The proposed logic returns the same plus additional rows and is implemented in the PR PR part
I would have to design the complex matching logic. It would probably be a conjunction of n-1 terms where n = name.lenght * 0,75. So if a 3 name query appears of the 4 name party and 4 fields I would generate conjunctions with 3 terms that are combined by an OR statement e. g

(givenName:n1 and familyName:n2 and familyName3:n3) OR
(firstName:n1 and familyName:n2 and familyName3:n3) OR
(givenName:n4 and familyName:n2 and familyName3:n3) OR
(firstName:n1 and familyName:n2 and familyName3:n3) OR … The result of this query should be that only persons that match on three names are returned. I think two nested for loops would have be create to do this. I am not sure what the best approach would be but it would be quite compley compare to the just or combination of the proposed variant

dkayiwa · April 18, 2021, 6:15pm

@fruether are you done responding to all comments on the pull request?

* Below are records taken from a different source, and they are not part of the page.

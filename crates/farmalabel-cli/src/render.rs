//! `render` command: lay out one product from a merged file and write the
//! label as an SVG preview, a print-ready PDF, or an exported PNG.

use std::path::PathBuf;

use anyhow::Context;
use chrono::Utc;
use clap::{Args, ValueEnum};
use farmalabel_core::{AppConfig, LabelConfig, Product};
use farmalabel_label::{
    export_file_name, export_png, layout, render_pdf, render_svg, FieldOrder, LabelField,
};

#[derive(Debug, Clone, Copy, PartialEq, Eq, ValueEnum)]
pub enum Format {
    Svg,
    Pdf,
    Png,
}

#[derive(Debug, Args)]
pub struct RenderArgs {
    /// Merged product file produced by `import`
    #[arg(long)]
    pub products: PathBuf,

    /// Merchant SKU of the product to render
    #[arg(long)]
    pub codigo: String,

    /// Label width in millimetres
    #[arg(long, default_value_t = 100)]
    pub width: u32,

    /// Label height in millimetres
    #[arg(long, default_value_t = 60)]
    pub height: u32,

    /// Base font size in pixels
    #[arg(long, default_value_t = 11)]
    pub font_size: u32,

    /// Background color (hex)
    #[arg(long, default_value = "#FFFFFF")]
    pub background: String,

    /// Text color (hex)
    #[arg(long, default_value = "#000000")]
    pub color: String,

    /// Hide a field (repeatable): name, generic, dosage, manufacturer,
    /// batch, expiry, price
    #[arg(long)]
    pub hide: Vec<String>,

    /// Comma-separated custom field order, e.g. "price,name,expiry,…"
    /// (must list all seven fields)
    #[arg(long)]
    pub order: Option<String>,

    /// Output format
    #[arg(long, value_enum, default_value_t = Format::Png)]
    pub format: Format,

    /// PNG sharpness multiplier; defaults to the configured export scale
    #[arg(long)]
    pub scale: Option<u32>,

    /// Output path; a conventional name in the working directory when
    /// omitted
    #[arg(long)]
    pub out: Option<PathBuf>,
}

pub fn run(config: &AppConfig, args: &RenderArgs) -> anyhow::Result<()> {
    let content = std::fs::read_to_string(&args.products)
        .with_context(|| format!("reading {}", args.products.display()))?;
    let products: Vec<Product> = serde_json::from_str(&content)
        .with_context(|| format!("parsing {}", args.products.display()))?;
    let product = products
        .into_iter()
        .find(|p| p.codigo == args.codigo)
        .with_context(|| format!("codigo {} not present in the merged file", args.codigo))?;

    let label_config = build_label_config(args)?;
    let order = build_order(args.order.as_deref())?;
    let lines = layout(&product, &label_config, &order);
    tracing::info!(
        codigo = %product.codigo,
        visible_lines = lines.len(),
        "rendering label"
    );

    let (bytes, default_name) = match args.format {
        Format::Svg => (
            render_svg(&product, &label_config, &order).into_bytes(),
            format!("label_{}.svg", product.id),
        ),
        Format::Pdf => (
            render_pdf(&product, &label_config, &order)?,
            format!("label_{}.pdf", product.id),
        ),
        Format::Png => {
            let scale = args.scale.unwrap_or(config.export_scale);
            (
                // No rendered surface to snapshot on the CLI; the draw
                // strategy is the fallback in charge.
                export_png(&product, &label_config, &order, None, scale)?,
                export_file_name(&product.id, Utc::now().timestamp_millis()),
            )
        }
    };

    let out = args
        .out
        .clone()
        .unwrap_or_else(|| PathBuf::from(default_name));
    std::fs::write(&out, bytes).with_context(|| format!("writing {}", out.display()))?;
    println!("etiqueta → {}", out.display());
    Ok(())
}

fn build_label_config(args: &RenderArgs) -> anyhow::Result<LabelConfig> {
    let mut config = LabelConfig {
        width: args.width,
        height: args.height,
        font_size: args.font_size,
        background_color: args.background.clone(),
        text_color: args.color.clone(),
        ..LabelConfig::default()
    };
    for key in &args.hide {
        let field: LabelField = key.parse()?;
        match field {
            LabelField::ProductName => config.show_product_name = false,
            LabelField::GenericName => config.show_generic_name = false,
            LabelField::Dosage => config.show_dosage = false,
            LabelField::Manufacturer => config.show_manufacturer = false,
            LabelField::Batch => config.show_batch = false,
            LabelField::Expiry => config.show_expiry = false,
            LabelField::Price => config.show_price = false,
        }
    }
    Ok(config)
}

fn build_order(spec: Option<&str>) -> anyhow::Result<FieldOrder> {
    match spec {
        None => Ok(FieldOrder::canonical()),
        Some(spec) => {
            let fields = spec
                .split(',')
                .map(str::parse)
                .collect::<Result<Vec<LabelField>, _>>()?;
            Ok(FieldOrder::from_fields(&fields)?)
        }
    }
}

fruether · April 18, 2021, 6:27pm

@dkayiwa

TRUNK-5974 - Use of lucene score for two name queries by fruether · Pull Request #3738 · openmrs/openmrs-core · GitHub → There are no open comments left as far as I can see

Trunk 5973 - Review for Talk discussion on Lucene query on N names quersy by fruether · Pull Request #3739 · openmrs/openmrs-core · GitHub → There I need comments in terms of business logic before I start to apply the code changes. Because it makes no sense to invest time in making code look good that will never merged because test case results are not acceptable.

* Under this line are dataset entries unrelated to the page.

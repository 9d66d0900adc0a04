use chrono::NaiveDate;
use serde::{Deserialize, Serialize};

/// A canonical pharmacy product record, reconciled from the legacy product
/// export, the offer source (posdpofe), and the merchandising source (mesón).
///
/// Serialized with the camelCase field names the existing merged-data files
/// use, so output stays readable by the tools that consumed the old exports.
#[derive(Debug, Clone, Serialize, Deserialize)]
#[serde(rename_all = "camelCase")]
pub struct Product {
    /// Opaque identity: the SKU when present, else the barcode, else an
    /// epoch-millis timestamp assigned at mapping time.
    pub id: String,
    /// Merchant SKU; the join key across all data sources. Records without
    /// one are dropped during parsing and never reach a merge.
    pub codigo: String,
    pub codigo_barras: String,
    pub nombre: String,
    pub descripcion: String,
    /// Size/variant descriptor, e.g. `"XXL"` or `"14-15"`.
    pub dosage: String,
    pub batch: String,
    /// ISO `YYYY-MM-DD` date string, kept as text exactly as displayed.
    pub expiry_date: String,
    pub manufacturer: String,
    /// Same semantic value as `manufacturer`; both fields are kept for
    /// compatibility with existing consumers of the merged output.
    pub laboratorio: String,
    /// Pre-offer price in CLP. The peso has no subunit, so prices are plain
    /// integers everywhere.
    pub precio_normal: i64,
    /// Effective price: the offer price while an [`Oferta`] is attached,
    /// `precio_normal` otherwise.
    pub precio: i64,
    /// Units on hand.
    pub stock: i64,
    pub categoria: String,
    /// Offer data joined from the posdpofe source. Owned exclusively by this
    /// product; replaced wholesale on every re-merge.
    #[serde(default, skip_serializing_if = "Option::is_none")]
    pub oferta: Option<Oferta>,
    /// Shelf-placement data joined from the mesón source. Same ownership
    /// rule as `oferta`.
    #[serde(default, skip_serializing_if = "Option::is_none")]
    pub meson: Option<MesonInfo>,
}

impl Product {
    /// Savings in CLP versus the normal price. Zero without an offer.
    #[must_use]
    pub fn ahorro(&self) -> i64 {
        if self.oferta.is_some() {
            self.precio_normal - self.precio
        } else {
            0
        }
    }

    /// Effective discount percentage computed from the current prices.
    ///
    /// Zero without an offer or when `precio_normal` is not positive.
    #[must_use]
    #[allow(clippy::cast_precision_loss, clippy::cast_possible_truncation)]
    pub fn descuento_real(&self) -> i64 {
        if self.oferta.is_none() || self.precio_normal <= 0 {
            return 0;
        }
        let diff = (self.precio_normal - self.precio) as f64;
        (diff / self.precio_normal as f64 * 100.0).round() as i64
    }

    /// Returns `true` when an offer is attached and `today` falls on or
    /// before its `vigencia_fin`. An unparseable end date counts as expired.
    #[must_use]
    pub fn oferta_vigente(&self, today: NaiveDate) -> bool {
        self.oferta
            .as_ref()
            .and_then(|o| NaiveDate::parse_from_str(&o.vigencia_fin, "%Y-%m-%d").ok())
            .is_some_and(|fin| today <= fin)
    }
}

/// A time-bounded price discount attached to a [`Product`], keyed by SKU in
/// the offer source. Has no identity of its own: discarded and rebuilt on
/// every merge.
#[derive(Debug, Clone, Serialize, Deserialize)]
#[serde(rename_all = "camelCase")]
pub struct Oferta {
    /// Discounted price in CLP.
    pub precio_oferta: i64,
    /// Validity window start, ISO `YYYY-MM-DD`.
    pub vigencia_inicio: String,
    /// Validity window end, ISO `YYYY-MM-DD`.
    pub vigencia_fin: String,
    /// Discount percentage, 0–100. Supplied by the offer source or derived
    /// via [`Oferta::derived_discount`].
    pub descuento_porcentaje: i64,
    /// Offer type discriminator: `"1"` = percentage-based, `"3"` =
    /// quantity-for-price bundle. Bundles are carried but not computed
    /// differently.
    pub tipo_oferta: String,
}

impl Oferta {
    /// Discount percentage derived from the two prices:
    /// `round((1 - precio_oferta / precio_normal) * 100)`, clamped at zero so
    /// an offer price at or above the normal price never yields a negative
    /// discount. Zero when `precio_normal` is not positive.
    #[must_use]
    #[allow(clippy::cast_precision_loss, clippy::cast_possible_truncation)]
    pub fn derived_discount(precio_normal: i64, precio_oferta: i64) -> i64 {
        if precio_normal <= 0 {
            return 0;
        }
        let pct = (1.0 - precio_oferta as f64 / precio_normal as f64) * 100.0;
        (pct.round() as i64).max(0)
    }
}

/// Merchandising metadata describing a product's shelf placement, keyed by
/// SKU in the mesón source. Same ownership/lifecycle rule as [`Oferta`].
#[derive(Debug, Clone, Serialize, Deserialize)]
#[serde(rename_all = "camelCase")]
pub struct MesonInfo {
    pub division: String,
    pub categoria: String,
    pub subcategoria: String,
    pub marca: String,
    /// Presence flag: `true` for every row that appears in the mesón export.
    pub en_meson: bool,
}

#[cfg(test)]
mod tests {
    use super::*;

    fn make_product(precio_normal: i64, precio: i64, oferta: Option<Oferta>) -> Product {
        Product {
            id: "1".to_string(),
            codigo: "89997002".to_string(),
            codigo_barras: "2000000744902".to_string(),
            nombre: "BLOODYGREEN TEEN FLUJO INTENSO".to_string(),
            descripcion: "BLOODYGREEN TEEN FLUJO INTENSO NEGR, 14-15".to_string(),
            dosage: "14-15".to_string(),
            batch: "2000000744902".to_string(),
            expiry_date: "2026-12-31".to_string(),
            manufacturer: "BLOODYGREEN".to_string(),
            laboratorio: "BLOODYGREEN".to_string(),
            precio_normal,
            precio,
            stock: 8,
            categoria: "20M02A".to_string(),
            oferta,
            meson: None,
        }
    }

    fn make_oferta(precio_oferta: i64, vigencia_fin: &str) -> Oferta {
        Oferta {
            precio_oferta,
            vigencia_inicio: "2025-04-22".to_string(),
            vigencia_fin: vigencia_fin.to_string(),
            descuento_porcentaje: 12,
            tipo_oferta: "1".to_string(),
        }
    }

    #[test]
    fn ahorro_zero_without_offer() {
        let product = make_product(16_990, 16_990, None);
        assert_eq!(product.ahorro(), 0);
    }

    #[test]
    fn ahorro_is_price_difference_with_offer() {
        let product = make_product(16_990, 14_990, Some(make_oferta(14_990, "2025-05-26")));
        assert_eq!(product.ahorro(), 2_000);
    }

    #[test]
    fn descuento_real_zero_without_offer() {
        let product = make_product(16_990, 16_990, None);
        assert_eq!(product.descuento_real(), 0);
    }

    #[test]
    fn descuento_real_rounds_from_prices() {
        let product = make_product(16_990, 14_990, Some(make_oferta(14_990, "2025-05-26")));
        assert_eq!(product.descuento_real(), 12);
    }

    #[test]
    fn descuento_real_zero_when_normal_price_is_zero() {
        let product = make_product(0, 0, Some(make_oferta(0, "2025-05-26")));
        assert_eq!(product.descuento_real(), 0);
    }

    #[test]
    fn derived_discount_matches_rounding_rule() {
        assert_eq!(Oferta::derived_discount(16_990, 14_990), 12);
    }

    #[test]
    fn derived_discount_clamped_at_zero() {
        assert_eq!(Oferta::derived_discount(10_000, 12_000), 0);
    }

    #[test]
    fn derived_discount_zero_for_nonpositive_normal_price() {
        assert_eq!(Oferta::derived_discount(0, 5_000), 0);
        assert_eq!(Oferta::derived_discount(-1, 5_000), 0);
    }

    #[test]
    fn oferta_vigente_true_within_window() {
        let product = make_product(16_990, 14_990, Some(make_oferta(14_990, "2025-05-26")));
        let today = NaiveDate::from_ymd_opt(2025, 5, 26).unwrap();
        assert!(product.oferta_vigente(today));
    }

    #[test]
    fn oferta_vigente_false_after_window() {
        let product = make_product(16_990, 14_990, Some(make_oferta(14_990, "2025-05-26")));
        let today = NaiveDate::from_ymd_opt(2025, 5, 27).unwrap();
        assert!(!product.oferta_vigente(today));
    }

    #[test]
    fn oferta_vigente_false_without_offer() {
        let product = make_product(16_990, 16_990, None);
        let today = NaiveDate::from_ymd_opt(2025, 5, 1).unwrap();
        assert!(!product.oferta_vigente(today));
    }

    #[test]
    fn oferta_vigente_false_for_unparseable_end_date() {
        let product = make_product(16_990, 14_990, Some(make_oferta(14_990, "052625")));
        let today = NaiveDate::from_ymd_opt(2025, 5, 1).unwrap();
        assert!(!product.oferta_vigente(today));
    }

    #[test]
    fn serde_uses_camel_case_keys() {
        let product = make_product(16_990, 14_990, Some(make_oferta(14_990, "2025-05-26")));
        let json = serde_json::to_value(&product).expect("serialization failed");
        assert_eq!(json["codigoBarras"], "2000000744902");
        assert_eq!(json["precioNormal"], 16_990);
        assert_eq!(json["oferta"]["precioOferta"], 14_990);
        assert_eq!(json["oferta"]["tipoOferta"], "1");
    }

    #[test]
    fn serde_omits_absent_offer_and_meson() {
        let product = make_product(16_990, 16_990, None);
        let json = serde_json::to_value(&product).expect("serialization failed");
        assert!(json.get("oferta").is_none());
        assert!(json.get("meson").is_none());
    }

    #[test]
    fn serde_roundtrip_preserves_meson() {
        let mut product = make_product(16_990, 16_990, None);
        product.meson = Some(MesonInfo {
            division: "Consumo".to_string(),
            categoria: "PROTECCION SANITARIA FEMENINA".to_string(),
            subcategoria: "TOALLAS".to_string(),
            marca: "BLOODYGREEN".to_string(),
            en_meson: true,
        });
        let json = serde_json::to_string(&product).expect("serialization failed");
        let decoded: Product = serde_json::from_str(&json).expect("deserialization failed");
        let meson = decoded.meson.expect("expected meson info");
        assert!(meson.en_meson);
        assert_eq!(meson.division, "Consumo");
    }
}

dkayiwa · April 20, 2021, 9:49pm

@fruether did you see the comment that i added two days ago for pull request number 3738?

fruether · April 20, 2021, 9:58pm

Yes @dkayiwa I replied to it. However, I think I am not before Thursday evening (London Time) able to adapt it accordingly.

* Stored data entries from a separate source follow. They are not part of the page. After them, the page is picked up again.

//! Parser for the merchandising source (mesón), a fixed-column
//! tab-delimited export describing shelf placement.
//!
//! Columns 0–5 are SKU, description, division, category, subcategory, and
//! brand. A header row is auto-detected by the `SKU` token and skipped.

use std::collections::HashMap;

use farmalabel_core::MesonInfo;

use crate::tsv;

/// Header token that marks the first line as column names.
const HEADER_TOKEN: &str = "SKU";

/// Rows with fewer tab-separated fields than this are malformed and skipped.
const MIN_FIELDS: usize = 6;

/// Parses merchandising-source content into a SKU-keyed map.
///
/// Malformed rows are skipped with a warning, empty-SKU rows are filtered,
/// duplicates are last-write-wins. Every surviving row is flagged
/// `en_meson = true`; presence in the file is the flag.
#[must_use]
pub fn parse_meson_file(content: &str) -> HashMap<String, MesonInfo> {
    let lines = tsv::rows(content);
    let mut meson = HashMap::new();

    let start = usize::from(
        lines
            .first()
            .is_some_and(|first| tsv::has_header(first, HEADER_TOKEN)),
    );

    for (row, line) in lines.iter().enumerate().skip(start) {
        let parts = tsv::fields(line);
        if parts.len() < MIN_FIELDS {
            tracing::warn!(row, fields = parts.len(), "skipping short meson row");
            continue;
        }

        let Some(sku) = tsv::field(&parts, 0) else {
            continue;
        };

        meson.insert(
            sku.to_string(),
            MesonInfo {
                division: tsv::field(&parts, 2).unwrap_or_default().to_string(),
                categoria: tsv::field(&parts, 3).unwrap_or_default().to_string(),
                subcategoria: tsv::field(&parts, 4).unwrap_or_default().to_string(),
                marca: tsv::field(&parts, 5).unwrap_or_default().to_string(),
                en_meson: true,
            },
        );
    }

    meson
}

fruether · April 21, 2021, 9:34pm

@dkayiwa I adapted the code according to your review!

fruether · April 27, 2021, 9:46pm

@dkayiwa regarding your question in the PR

Can you give an example of a search query and the return name values?

The Search query would be: “Darius Graham Jazayeri Junior” (for gender male and 1997) and reflects the test case

Results: (first three were expected results in test case with previous logic)

1006–>[Jazayeri Darius Graham]
1007–>[Darius Graham Jazayeri]*
1009–>[Darius2 Darius2]
1005–>[Graham Darius]
1004–>[Graham Darius]
1003–>[Darius Graham]
1013–>[Graham2]
1011–>[Graham2 Graham2]
1012–>[Darius2 Darius2]
1002–>[Darius]
1001–>[Darius]
1000–>[Darius]
1008–>[Darius With SomeOtherName]
1010–>[Graham3]

Generated Query:

(familyNameSoundex:‘Darius’ OR familyName2Soundex:‘Darius’ OR middleNameSoundex:‘Darius’ OR givenNameSoundex:‘Darius’ OR familyNameSoundex:‘Graham’ OR familyName2Soundex:‘Graham’ OR middleNameSoundex:‘Graham’ OR givenNameSoundex:‘Graham’ OR familyNameSoundex:‘Jazayeri’ OR familyName2Soundex:‘Jazayeri’ OR middleNameSoundex:‘Jazayeri’ OR givenNameSoundex:‘Jazayeri’ OR familyNameSoundex:‘Junior’ OR familyName2Soundex:‘Junior’ OR middleNameSoundex:‘Junior’ OR givenNameSoundex:‘Junior’ )

My impression The logic is fine. It is not as restrictive as the previous one but a lot easier to read/maintain and udnerstand

dkayiwa · May 4, 2021, 8:49am

I completely agree. The first pull request has been merged. Waiting for you to polish up the other one.

fruether · May 8, 2021, 9:01pm

I created a new PR to start after the design decision now fresh. It can be found here: Trunk-5973: Refactor getSimilarPeople to use Lucene for a search on m… by fruether · Pull Request #3770 · openmrs/openmrs-core · GitHub

Read to work on your review.

@ibacher @dkayiwa @bistenes I think the path to follow on the Lucene track would then be to tackle: TRUNK-5669 Could someone give me a heads up what would have to be done next regarding this issue or to follow the refactoring path? Or is it it overall done now in this person search context and I can move to another topic? If so any suggestion for a topic?

dkayiwa · May 9, 2021, 9:24am

Do you mean another topic related to lucene? Or anything else?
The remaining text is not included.